§ **What is being asked**: Copy every line of the entries that includes the word "toml".

§ **Supplied material**:
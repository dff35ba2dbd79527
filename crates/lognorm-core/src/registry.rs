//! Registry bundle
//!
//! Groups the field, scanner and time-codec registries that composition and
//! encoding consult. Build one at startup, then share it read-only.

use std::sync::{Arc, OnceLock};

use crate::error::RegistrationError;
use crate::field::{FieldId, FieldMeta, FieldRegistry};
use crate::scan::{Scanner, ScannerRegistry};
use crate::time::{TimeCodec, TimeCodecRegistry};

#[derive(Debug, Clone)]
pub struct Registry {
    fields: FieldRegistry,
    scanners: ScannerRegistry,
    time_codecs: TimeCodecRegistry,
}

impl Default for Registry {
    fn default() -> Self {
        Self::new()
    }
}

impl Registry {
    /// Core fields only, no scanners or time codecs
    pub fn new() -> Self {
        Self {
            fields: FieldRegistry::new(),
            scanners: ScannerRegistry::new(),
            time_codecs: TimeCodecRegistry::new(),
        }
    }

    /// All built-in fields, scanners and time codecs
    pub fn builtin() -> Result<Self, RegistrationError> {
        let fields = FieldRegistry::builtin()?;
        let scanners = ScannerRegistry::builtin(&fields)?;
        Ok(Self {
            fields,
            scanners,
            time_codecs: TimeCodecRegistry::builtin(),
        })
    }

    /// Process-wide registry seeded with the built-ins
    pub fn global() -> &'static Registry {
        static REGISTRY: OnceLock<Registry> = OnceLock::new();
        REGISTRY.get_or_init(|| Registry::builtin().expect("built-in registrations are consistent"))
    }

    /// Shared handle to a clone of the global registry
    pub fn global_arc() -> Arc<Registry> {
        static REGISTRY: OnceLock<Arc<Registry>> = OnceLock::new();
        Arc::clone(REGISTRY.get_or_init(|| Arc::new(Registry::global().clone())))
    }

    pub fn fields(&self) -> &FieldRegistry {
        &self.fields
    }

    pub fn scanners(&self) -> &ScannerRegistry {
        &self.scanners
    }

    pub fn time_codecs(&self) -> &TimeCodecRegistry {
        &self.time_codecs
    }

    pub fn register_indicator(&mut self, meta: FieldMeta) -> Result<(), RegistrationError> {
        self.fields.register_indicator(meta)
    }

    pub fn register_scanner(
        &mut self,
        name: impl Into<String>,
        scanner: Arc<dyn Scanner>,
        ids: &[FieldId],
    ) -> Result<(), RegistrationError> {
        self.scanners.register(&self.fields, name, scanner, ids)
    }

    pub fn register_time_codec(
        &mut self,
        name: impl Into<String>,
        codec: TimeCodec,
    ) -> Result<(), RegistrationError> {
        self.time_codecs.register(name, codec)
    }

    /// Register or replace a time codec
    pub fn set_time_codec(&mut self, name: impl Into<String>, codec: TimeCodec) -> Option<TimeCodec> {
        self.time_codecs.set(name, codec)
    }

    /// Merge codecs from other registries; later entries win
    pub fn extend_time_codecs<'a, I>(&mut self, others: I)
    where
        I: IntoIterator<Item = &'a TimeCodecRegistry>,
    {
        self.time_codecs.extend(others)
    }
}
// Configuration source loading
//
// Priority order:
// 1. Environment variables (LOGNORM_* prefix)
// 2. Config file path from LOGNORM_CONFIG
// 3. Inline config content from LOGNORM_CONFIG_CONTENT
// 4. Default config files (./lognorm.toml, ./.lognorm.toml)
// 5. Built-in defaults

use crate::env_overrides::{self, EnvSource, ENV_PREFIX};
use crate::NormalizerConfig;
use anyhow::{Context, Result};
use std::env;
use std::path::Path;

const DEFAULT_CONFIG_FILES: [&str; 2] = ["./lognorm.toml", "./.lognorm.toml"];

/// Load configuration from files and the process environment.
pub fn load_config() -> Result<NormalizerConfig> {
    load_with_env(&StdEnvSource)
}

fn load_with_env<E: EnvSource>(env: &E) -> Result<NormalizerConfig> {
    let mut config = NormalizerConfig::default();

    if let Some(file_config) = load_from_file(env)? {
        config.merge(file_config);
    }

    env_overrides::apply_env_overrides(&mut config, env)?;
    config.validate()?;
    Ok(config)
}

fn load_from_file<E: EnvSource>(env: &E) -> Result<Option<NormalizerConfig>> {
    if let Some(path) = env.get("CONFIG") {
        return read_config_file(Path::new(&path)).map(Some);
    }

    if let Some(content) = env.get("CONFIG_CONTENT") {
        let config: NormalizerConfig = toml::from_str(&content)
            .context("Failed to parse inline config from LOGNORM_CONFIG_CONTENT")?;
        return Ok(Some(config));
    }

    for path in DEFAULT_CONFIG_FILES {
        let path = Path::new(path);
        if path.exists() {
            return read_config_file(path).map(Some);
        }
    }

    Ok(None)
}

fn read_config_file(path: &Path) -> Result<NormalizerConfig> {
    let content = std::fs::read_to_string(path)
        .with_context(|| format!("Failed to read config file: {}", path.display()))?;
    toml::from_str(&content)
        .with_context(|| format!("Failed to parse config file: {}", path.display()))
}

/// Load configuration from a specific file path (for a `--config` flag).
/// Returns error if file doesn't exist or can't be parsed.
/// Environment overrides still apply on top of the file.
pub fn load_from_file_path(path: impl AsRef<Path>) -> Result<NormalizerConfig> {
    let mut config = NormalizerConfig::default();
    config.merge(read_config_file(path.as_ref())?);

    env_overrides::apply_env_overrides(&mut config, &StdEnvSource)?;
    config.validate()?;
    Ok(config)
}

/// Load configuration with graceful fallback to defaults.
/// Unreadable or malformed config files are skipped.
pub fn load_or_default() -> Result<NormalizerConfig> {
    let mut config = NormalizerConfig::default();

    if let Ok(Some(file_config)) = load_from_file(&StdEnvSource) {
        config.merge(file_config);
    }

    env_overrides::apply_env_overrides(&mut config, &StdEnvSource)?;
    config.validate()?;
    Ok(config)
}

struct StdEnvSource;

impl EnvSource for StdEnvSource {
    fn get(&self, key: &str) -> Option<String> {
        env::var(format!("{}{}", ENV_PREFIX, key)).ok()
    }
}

§ **Completed exercise**:
// 4. Default config files (./lognorm.toml, ./.lognorm.toml)
const DEFAULT_CONFIG_FILES: [&str; 2] = ["./lognorm.toml", "./.lognorm.toml"];
        let config: NormalizerConfig = toml::from_str(&content)
    toml::from_str(&content)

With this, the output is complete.